At five o'clock this morning was sighted Mount Sinai, but to my intense disappointment I had forgotten to ask overnight the time, and when I came up on deck at eight o'clock, I could only see the range. It is forty-five miles away, and rarely seen clearly, but had been to-day.
On this quiet Sunday morning the service on deck seemed peculiarly appropriate, when almost within view of the Holy Mount and those sandy shores of Arabia, that are fraught with such holy memories.
The sea is narrowing; we have a coast-line now on either hand: the pale yellow sand of Arabia against the faint blue of the sky, gives a look of such atmospheric heat, so like what we have always pictured to ourselves the Holy Land. On the other are the more rugged mountains, bare and rocky, of the coast of Egypt—mountains that have a very purple hue—that are grand and solemn in their outline, which occasionally open out to show a glimpse of the desert beyond.
Narrower and narrower grows our channel, the land is closing in as towards 5 p.m. we approach Suez, and see in the distance the few buildings, with the large storehouse, which marks the entrance to the canal. We anchor opposite a Messagerie vessel, and, soon after we have taken up our position, are followed by another P. and O., the Ballarat from Australia.
Who could conceive the loveliness of the sunset tints that evening? I for one have never seen, nor could imagine that such heavenly shades in such inextricable harmony could have existed in nature.
On the "fair coast of Arabia" there was seen the most delicate electric blue, with just such a suspicion of mauve that you knew not whether it was there or not, with a distinct dash of pink,—distinct because it clashed with the streak of yellow sand. It was sublime.
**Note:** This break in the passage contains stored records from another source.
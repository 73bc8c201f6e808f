//! Synthetic data generators and size presets shared by the benchmark
//! binaries in `benches/`.

/// Generates `len` bytes of pseudo-random payload, deterministic for a given
/// `seed` so criterion runs are comparable across invocations.
pub fn generate_payload(len: usize, seed: u8) -> Vec<u8> {
	(0..len).map(|i| (i as u8).wrapping_mul(31).wrapping_add(seed)).collect()
}

/// Common benchmark sizes for synthetic payloads, in bytes.
pub mod sizes {
	/// Tiny payload: fits comfortably in a single RS block.
	pub const TINY: usize = 64;
	/// Small payload: a handful of sectors.
	pub const SMALL: usize = 4_096;
	/// Medium payload: tens of sectors.
	pub const MEDIUM: usize = 65_536;
	/// Large payload: hundreds of sectors, multiple pages.
	pub const LARGE: usize = 1_048_576;
}

#[cfg(test)]
mod tests {
	use super::*;

	#[test]
	fn generate_payload_is_deterministic() {
		assert_eq!(generate_payload(32, 7), generate_payload(32, 7));
	}

	#[test]
	fn sizes_are_ordered() {
		assert!(sizes::TINY < sizes::SMALL);
		assert!(sizes::SMALL < sizes::MEDIUM);
		assert!(sizes::MEDIUM < sizes::LARGE);
	}
}
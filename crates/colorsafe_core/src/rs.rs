//! Sector-level Reed-Solomon coding: block partitioning and the GF(2^8) codec
//! itself (via the `reed-solomon` crate).

use reed_solomon::{Decoder, Encoder};

/// Symbol size used by the RS code: one byte.
pub const RS_SYMBOL_BITS: u32 = 8;

/// Maximum bytes (message + ECC) a single RS block can carry.
pub const RS_BLOCK_SIZE_MAX: usize = 255;

/// A block's message and ECC byte lengths, derived from its share of
/// `total_bytes` and the sector's data/ECC row ratio.
#[derive(Debug, Clone, Copy, PartialEq, Eq)]
pub struct BlockLayout {
	/// Message (payload) bytes in this block.
	pub message_len: usize,
	/// Parity bytes in this block.
	pub ecc_len: usize,
}

impl BlockLayout {
	/// Total bytes (message + ECC) this block occupies.
	pub fn total_len(&self) -> usize {
		self.message_len + self.ecc_len
	}
}

/// Splits `total_bytes` into RS blocks of at most [`RS_BLOCK_SIZE_MAX`] bytes.
///
/// A single short block holds everything if it fits; otherwise full
/// 255-byte blocks are used with any remainder redistributed between the
/// last two blocks so both end up `<= 255` (splitting the combined length
/// into a `(floor, ceil)` pair rather than leaving a short trailing block).
pub fn block_byte_sizes(total_bytes: usize) -> Vec<usize> {
	if total_bytes == 0 {
		return Vec::new();
	}
	if total_bytes <= RS_BLOCK_SIZE_MAX {
		return vec![total_bytes];
	}
	let full_blocks = total_bytes / RS_BLOCK_SIZE_MAX;
	let remainder = total_bytes % RS_BLOCK_SIZE_MAX;
	let mut blocks = vec![RS_BLOCK_SIZE_MAX; full_blocks];
	if remainder == 0 {
		return blocks;
	}
	blocks.push(remainder);
	let last_two_sum = blocks[blocks.len() - 2] + blocks[blocks.len() - 1];
	let len = blocks.len();
	blocks[len - 2] = last_two_sum / 2;
	blocks[len - 1] = last_two_sum - blocks[len - 2];
	blocks
}

/// Computes each block's `(message_len, ecc_len)` split given the sector's
/// data/ECC row counts (`data_rows` and `ecc_rows`, with `data_rows + ecc_rows
/// == height - 1`).
pub fn block_layouts(total_bytes: usize, data_rows: u32, ecc_rows: u32) -> Vec<BlockLayout> {
	let non_magic_rows = (data_rows + ecc_rows) as f64;
	block_byte_sizes(total_bytes)
		.into_iter()
		.map(|block_len| {
			let message_len =
				(block_len as f64 * f64::from(data_rows) / non_magic_rows).floor() as usize;
			let ecc_len = block_len - message_len;
			BlockLayout { message_len, ecc_len }
		})
		.collect()
}

/// Outcome of decoding one RS block.
#[derive(Debug, Clone, Copy, PartialEq, Eq)]
pub enum BlockStatus {
	/// The block decoded cleanly or was fully corrected.
	Ok,
	/// The block had too many errors to correct; the returned bytes are the
	/// best-effort (uncorrected) message bytes.
	Uncorrectable,
}

/// Encodes `message` (length `layout.message_len`) and returns exactly
/// `layout.ecc_len` parity bytes — "only the trailing `eccLen` parity bytes
/// are retained" per the format spec.
pub fn rs_encode_block(message: &[u8], layout: BlockLayout) -> Vec<u8> {
	if layout.ecc_len == 0 {
		return Vec::new();
	}
	let encoder = Encoder::new(layout.ecc_len);
	let encoded = encoder.encode(message);
	encoded[encoded.len() - layout.ecc_len..].to_vec()
}

/// Corrects `message ++ ecc` (lengths per `layout`) and returns the
/// corrected message bytes plus a status. Never panics on an uncorrectable
/// block — the sector propagates that as a per-block status rather than
/// aborting the whole decode.
pub fn rs_decode_block(message: &[u8], ecc: &[u8], layout: BlockLayout) -> (Vec<u8>, BlockStatus) {
	if layout.ecc_len == 0 {
		return (message.to_vec(), BlockStatus::Ok);
	}
	let mut combined = Vec::with_capacity(layout.total_len());
	combined.extend_from_slice(message);
	combined.extend_from_slice(ecc);

	let decoder = Decoder::new(layout.ecc_len);
	match decoder.correct(&mut combined, None) {
		Ok(buffer) => {
			let data = buffer[..layout.message_len].to_vec();
			(data, BlockStatus::Ok)
		}
		Err(_) => (message.to_vec(), BlockStatus::Uncorrectable),
	}
}
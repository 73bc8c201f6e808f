//! Core data types and algorithms for the ColorSafe format: a binary-to-image
//! archival codec that maps bytes onto grids of colored dots, tiled into
//! sectors and pages, with per-sector Reed-Solomon error correction.
//!
//! # Examples
//!
//! ```
//! use colorsafe_core::prelude::*;
//!
//! let config = EncodeConfig::default();
//! let file = ColorSafeFile::encode(b"hello, archive", &config).unwrap();
//! assert!(!file.pages().is_empty());
//! ```

pub mod colorsafe_file;
pub mod config;
pub mod constants;
pub mod dot;
pub mod dot_byte;
pub mod dot_row;
pub mod error;
pub mod image;
pub mod metadata;
pub mod page;
pub mod prelude;
pub mod rs;
pub mod sector;

pub use colorsafe_file::ColorSafeFile;
pub use config::EncodeConfig;
pub use error::CsError;
pub use page::Page;
pub use sector::Sector;
//! Metadata sectors: a sector whose data area opens with a magic row (§4.4)
//! and then packs `key || 0x00 || value || 0x00` tag entries instead of raw
//! payload bytes (§4.5, §6).

pub mod tags;

use std::collections::BTreeMap;

use crate::constants::{BYTE_55, BYTE_AA, MAGIC_BYTE};
use crate::dot_row::DotRow;
use crate::error::CsError;
use crate::sector::{Sector, split_rows};

/// The metadata dictionary's fixed scheme id (§4.5 item 4). Only one scheme
/// has ever existed for this format; the field is carried so a future
/// incompatible layout has somewhere to signal itself.
pub const METADATA_SCHEME: u8 = 1;

/// One packed `(tag, value)` entry, plus enough to reconstruct its on-wire
/// framing.
pub type MetadataEntry = (String, Vec<u8>);

/// A decoded or freshly-built metadata sector: the underlying [`Sector`] plus
/// its parsed tag dictionary.
#[derive(Debug, Clone)]
pub struct MetadataSector {
	/// The sector carrying this metadata.
	pub sector: Sector,
	/// Tags present on this sector, in pack order.
	pub entries: Vec<MetadataEntry>,
	/// Color depth used to frame the header fields (§4.5 items 2-5).
	pub color_depth: u16,
}

fn replicated(byte: u8, color_depth: u16) -> Vec<u8> {
	vec![byte; color_depth as usize]
}

/// Builds the fixed, non-tag header bytes that open every metadata sector's
/// data area: the magic row, then the init/color-depth/scheme/end-padding
/// fields, each logical byte replicated `color_depth` times (§4.5 items 1-5).
fn build_header(color_depth: u16, width: u32) -> Vec<u8> {
	let row_capacity = DotRow::byte_capacity(color_depth, width);
	let mut out = vec![MAGIC_BYTE; row_capacity];
	out.extend(replicated(BYTE_AA, color_depth));
	out.extend(replicated((color_depth as u8) ^ BYTE_55, color_depth));
	out.extend(replicated(METADATA_SCHEME ^ BYTE_55, color_depth));
	out.extend(replicated(BYTE_55, color_depth));
	out.extend(replicated(BYTE_55, color_depth));
	out.extend(replicated(BYTE_AA, color_depth));
	out
}

fn header_len(color_depth: u16, width: u32) -> usize {
	DotRow::byte_capacity(color_depth, width) + 6 * color_depth as usize
}

fn serialize_entry(tag: &str, value: &[u8]) -> Vec<u8> {
	let mut out = Vec::with_capacity(tag.len() + value.len() + 2);
	out.extend(tag.as_bytes());
	out.push(0x00);
	out.extend(value);
	out.push(0x00);
	out
}

fn serialized_len(entry: &MetadataEntry) -> usize {
	entry.0.len() + entry.1.len() + 2
}

impl MetadataSector {
	/// Packs as many entries out of `pool` as fit in a sector of the given
	/// geometry, in the order described by §4.5: `tags::REQUIRED_IN_ORDER`
	/// keys first (always included), then the remaining pool entries sorted
	/// by descending serialized length, skipping (and leaving for the next
	/// metadata sector) any entry too large for the space left once smaller
	/// ones have already been tried.
	///
	/// Entries consumed are removed from `pool`; whatever doesn't fit stays
	/// behind for the caller to pack into a subsequent metadata sector.
	pub fn pack(
		pool: &mut Vec<MetadataEntry>,
		height: u32,
		width: u32,
		color_depth: u16,
		ecc_rate: f64,
	) -> Result<Self, CsError> {
		let (data_rows_n, _) = split_rows(height, ecc_rate);
		let row_capacity = DotRow::byte_capacity(color_depth, width);
		let data_capacity = row_capacity * data_rows_n as usize;
		let header = build_header(color_depth, width);
		if header.len() > data_capacity {
			return Err(CsError::InvalidDimensions {
				reason: format!(
					"sector geometry too small to hold the metadata header: need {}, have {data_capacity}",
					header.len()
				),
			});
		}
		let mut remaining = data_capacity - header.len();

		let mut included: Vec<MetadataEntry> = Vec::new();
		for tag in tags::REQUIRED_IN_ORDER {
			if let Some(pos) = pool.iter().position(|(k, _)| k == tag) {
				let entry = pool.remove(pos);
				let len = serialized_len(&entry);
				remaining = remaining.saturating_sub(len);
				included.push(entry);
			}
		}

		let mut rest: Vec<MetadataEntry> = std::mem::take(pool);
		rest.sort_by_key(|e| std::cmp::Reverse(serialized_len(e)));

		let mut leftover = Vec::new();
		for entry in rest {
			let len = serialized_len(&entry);
			if len <= remaining {
				remaining -= len;
				included.push(entry);
			} else {
				leftover.push(entry);
			}
		}
		*pool = leftover;

		let mut payload = header;
		for (tag, value) in &included {
			payload.extend(serialize_entry(tag, value));
		}
		payload.resize(data_capacity, 0);

		let sector = Sector::encode(&payload, height, width, color_depth, ecc_rate)?;
		Ok(Self { sector, entries: included, color_depth })
	}

	/// Parses a decoded, RS-corrected [`Sector`] as a metadata sector. The
	/// caller is expected to have already checked [`Sector::looks_like_metadata`].
	pub fn parse(sector: Sector) -> Result<Self, CsError> {
		let color_depth = sector.color_depth;
		let width = sector.width;
		let header_len = header_len(color_depth, width);
		if sector.data.len() < header_len {
			return Err(CsError::MetadataMissing { missing_keys: tags::all_tags().iter().map(|s| s.to_string()).collect() });
		}
		let mut cursor = header_len;
		let mut entries = Vec::new();
		while cursor + 3 <= sector.data.len() {
			let tag_bytes = &sector.data[cursor..cursor + 3];
			if tag_bytes.iter().all(|&b| b == 0) {
				break;
			}
			let tag = String::from_utf8_lossy(tag_bytes).into_owned();
			cursor += 3;
			if cursor >= sector.data.len() || sector.data[cursor] != 0x00 {
				break;
			}
			cursor += 1;

			let value = if let Some(len) = tags::fixed_value_len(&tag) {
				if cursor + len > sector.data.len() {
					break;
				}
				let value = sector.data[cursor..cursor + len].to_vec();
				cursor += len;
				if cursor >= sector.data.len() || sector.data[cursor] != 0x00 {
					break;
				}
				cursor += 1;
				value
			} else {
				let Some(rel_end) = sector.data[cursor..].iter().position(|&b| b == 0x00) else {
					break;
				};
				let value = sector.data[cursor..cursor + rel_end].to_vec();
				cursor += rel_end + 1;
				value
			};
			entries.push((tag, value));
		}

		let found: Vec<&str> = entries.iter().map(|(k, _)| k.as_str()).collect();
		let missing: Vec<String> = tags::REQUIRED_IN_ORDER
			.iter()
			.filter(|t| !found.contains(t))
			.map(|s| s.to_string())
			.collect();
		if !missing.is_empty() {
			return Err(CsError::MetadataMissing { missing_keys: missing });
		}

		Ok(Self { sector, entries, color_depth })
	}

	/// Looks up a tag's raw value.
	pub fn get(&self, tag: &str) -> Option<&[u8]> {
		self.entries.iter().find(|(k, _)| k == tag).map(|(_, v)| v.as_slice())
	}

	/// Returns the tag dictionary as a lookup map, for callers that want
	/// random access rather than pack-order iteration.
	pub fn as_map(&self) -> BTreeMap<&str, &[u8]> {
		self.entries.iter().map(|(k, v)| (k.as_str(), v.as_slice())).collect()
	}

	/// Rewrites this sector's `PAG`, `TOT`, and `MET` values (the three
	/// fields only known once a page's full layout is decided) and
	/// re-encodes the underlying sector. All three are fixed-width, so the
	/// rewrite never changes the entry count or packing.
	pub fn update_page_fields(
		&mut self,
		page_number: u64,
		total_pages: u64,
		metadata_sector_count: u8,
	) -> Result<(), CsError> {
		for (tag, new_value) in [
			(tags::PAG, page_number.to_be_bytes().to_vec()),
			(tags::TOT, total_pages.to_be_bytes().to_vec()),
			(tags::MET, vec![metadata_sector_count]),
		] {
			if let Some(entry) = self.entries.iter_mut().find(|(k, _)| k == tag) {
				entry.1 = new_value;
			}
		}

		let height = self.sector.height;
		let width = self.sector.width;
		let ecc_rate = self.sector.ecc_rate;
		let (data_rows_n, _) = split_rows(height, ecc_rate);
		let data_capacity = DotRow::byte_capacity(self.color_depth, width) * data_rows_n as usize;

		let mut payload = build_header(self.color_depth, width);
		for (tag, value) in &self.entries {
			payload.extend(serialize_entry(tag, value));
		}
		payload.resize(data_capacity, 0);

		self.sector = Sector::encode(&payload, height, width, self.color_depth, ecc_rate)?;
		Ok(())
	}
}

#[cfg(test)]
mod tests {
	use super::*;

	fn sample_entries() -> Vec<MetadataEntry> {
		vec![
			(tags::ECC.to_string(), vec![1]),
			(tags::DAT.to_string(), vec![0]),
			(tags::PAG.to_string(), 0u64.to_be_bytes().to_vec()),
			(tags::MET.to_string(), vec![1]),
			(tags::NAM.to_string(), b"archive.bin".to_vec()),
			(tags::EXT.to_string(), b"bin".to_vec()),
			(tags::SIZ.to_string(), 12345u64.to_be_bytes().to_vec()),
			(tags::CRC.to_string(), 0xDEAD_BEEFu32.to_be_bytes().to_vec()),
			(tags::TIM.to_string(), 1_700_000_000u64.to_be_bytes().to_vec()),
			(tags::ECR.to_string(), 0.2f64.to_bits().to_be_bytes().to_vec()),
			(tags::AMB.to_string(), vec![0]),
			(tags::MAJ.to_string(), vec![0]),
			(tags::MIN.to_string(), vec![1]),
			(tags::REV.to_string(), vec![0]),
			(tags::TOT.to_string(), 1u64.to_be_bytes().to_vec()),
		]
	}

	#[test]
	fn packs_required_in_order_keys_first() {
		let mut pool = sample_entries();
		let built = MetadataSector::pack(&mut pool, 40, 64, 2, 0.2).unwrap();
		let packed_tags: Vec<&str> = built.entries.iter().map(|(k, _)| k.as_str()).collect();
		assert_eq!(&packed_tags[..4], &tags::REQUIRED_IN_ORDER);
	}

	#[test]
	fn round_trip_through_sector_rows() {
		let mut pool = sample_entries();
		let built = MetadataSector::pack(&mut pool, 40, 64, 2, 0.2).unwrap();
		assert!(pool.is_empty(), "small dictionary should fit in one sector");

		let rows = built.sector.all_rows();
		let decoded_sector = Sector::decode(&rows, 40, 64, 2, 0.2).unwrap();
		assert!(decoded_sector.looks_like_metadata());

		let parsed = MetadataSector::parse(decoded_sector).unwrap();
		assert_eq!(parsed.get(tags::NAM), Some(b"archive.bin".as_slice()));
		assert_eq!(parsed.get(tags::CRC), Some(0xDEAD_BEEFu32.to_be_bytes().as_slice()));
	}

	#[test]
	fn overflow_spills_into_pool_for_next_sector() {
		let mut pool = sample_entries();
		pool.push((tags::NAM.to_string(), "x".repeat(10_000).into_bytes()));
		// Replace the short NAM with a long one; keep the dictionary otherwise small.
		pool.retain(|(k, v)| k != tags::NAM || v.len() > 100);

		let built = MetadataSector::pack(&mut pool, 12, 16, 1, 0.2).unwrap();
		assert!(!pool.is_empty(), "oversized entry should not fit a tiny sector");
		assert!(built.entries.iter().all(|(k, _)| k != tags::NAM));
	}

	#[test]
	fn update_page_fields_round_trips() {
		let mut pool = sample_entries();
		let mut built = MetadataSector::pack(&mut pool, 40, 64, 2, 0.2).unwrap();
		built.update_page_fields(3, 9, 2).unwrap();

		let rows = built.sector.all_rows();
		let decoded_sector = Sector::decode(&rows, 40, 64, 2, 0.2).unwrap();
		let parsed = MetadataSector::parse(decoded_sector).unwrap();
		assert_eq!(parsed.get(tags::PAG), Some(3u64.to_be_bytes().as_slice()));
		assert_eq!(parsed.get(tags::TOT), Some(9u64.to_be_bytes().as_slice()));
		assert_eq!(parsed.get(tags::MET), Some([2u8].as_slice()));
	}
}
//! Benchmarks Reed-Solomon sector encode/decode across a few representative
//! payload sizes and ECC rates.

use criterion::{BenchmarkId, Criterion, Throughput, criterion_group, criterion_main};

use colorsafe_benches::{generate_payload, sizes};
use colorsafe_core::sector::Sector;

const HEIGHT: u32 = 64;
const WIDTH: u32 = 64;
const COLOR_DEPTH: u16 = 1;
const ECC_RATE: f64 = 0.2;

fn payload_for_sector(seed: u8) -> Vec<u8> {
	let height = HEIGHT;
	let width = WIDTH;
	let (data_rows, _) = colorsafe_core::sector::split_rows(height, ECC_RATE);
	let capacity = (data_rows * width) as usize * COLOR_DEPTH as usize / 8;
	generate_payload(capacity, seed)
}

fn bench_encode(c: &mut Criterion) {
	let mut group = c.benchmark_group("sector_encode");
	let data = payload_for_sector(1);
	group.throughput(Throughput::Bytes(data.len() as u64));
	group.bench_with_input(BenchmarkId::new("encode", data.len()), &data, |b, data| {
		b.iter(|| Sector::encode(data, HEIGHT, WIDTH, COLOR_DEPTH, ECC_RATE).unwrap());
	});
	group.finish();
}

fn bench_decode(c: &mut Criterion) {
	let mut group = c.benchmark_group("sector_decode");
	let data = payload_for_sector(2);
	let sector = Sector::encode(&data, HEIGHT, WIDTH, COLOR_DEPTH, ECC_RATE).unwrap();
	let rows = sector.all_rows();
	group.throughput(Throughput::Bytes(data.len() as u64));
	group.bench_with_input(BenchmarkId::new("decode", data.len()), &rows, |b, rows| {
		b.iter(|| Sector::decode(rows, HEIGHT, WIDTH, COLOR_DEPTH, ECC_RATE).unwrap());
	});
	group.finish();
}

fn bench_ecc_rates(c: &mut Criterion) {
	let mut group = c.benchmark_group("sector_encode_by_ecc_rate");
	for &ecc_rate in &[0.1, 0.2, 0.4] {
		let (data_rows, _) = colorsafe_core::sector::split_rows(HEIGHT, ecc_rate);
		let capacity = (data_rows * WIDTH) as usize * COLOR_DEPTH as usize / 8;
		let data = generate_payload(capacity.min(sizes::SMALL), 3);
		group.throughput(Throughput::Bytes(data.len() as u64));
		group.bench_with_input(BenchmarkId::from_parameter(ecc_rate), &data, |b, data| {
			b.iter(|| Sector::encode(data, HEIGHT, WIDTH, COLOR_DEPTH, ecc_rate).unwrap());
		});
	}
	group.finish();
}

criterion_group!(benches, bench_encode, bench_decode, bench_ecc_rates);
criterion_main!(benches);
The usual indecision followed as to whether to land at once or not, but being hastily decided in the negative we spent a moonlight evening on board. Sleep came with difficulty that night, for, strange as it seems, we missed the lullaby of the throb of the engines and the noisy revolution of the screw.
It was at five the next morning that we got up, in the middle of the night, as it appeared, and dressed hastily for the steam-launch which was to come at 5.30. The captain was weighing anchor and preparing to go into the canal. At daybreak we collected our goods and stumbled, cold and sleepy, into the launch.
As we crossed the harbour we saw sunrise over the Egyptian hills, and watched it gradually eclipsing the moonlight.
At Suez there were sixty ships hired as transports by the Government—ships of all sorts, rusty, paintless, and out of date, but pressed into service for this emergency. Two thousand camels, whose humpy backs in the dawn at first gave the appearance of a line of sandhills, were waiting on the Isthmus for transportation to Suakim; and the wharf, covered with tents and military stores, showed the bustle and activity of war.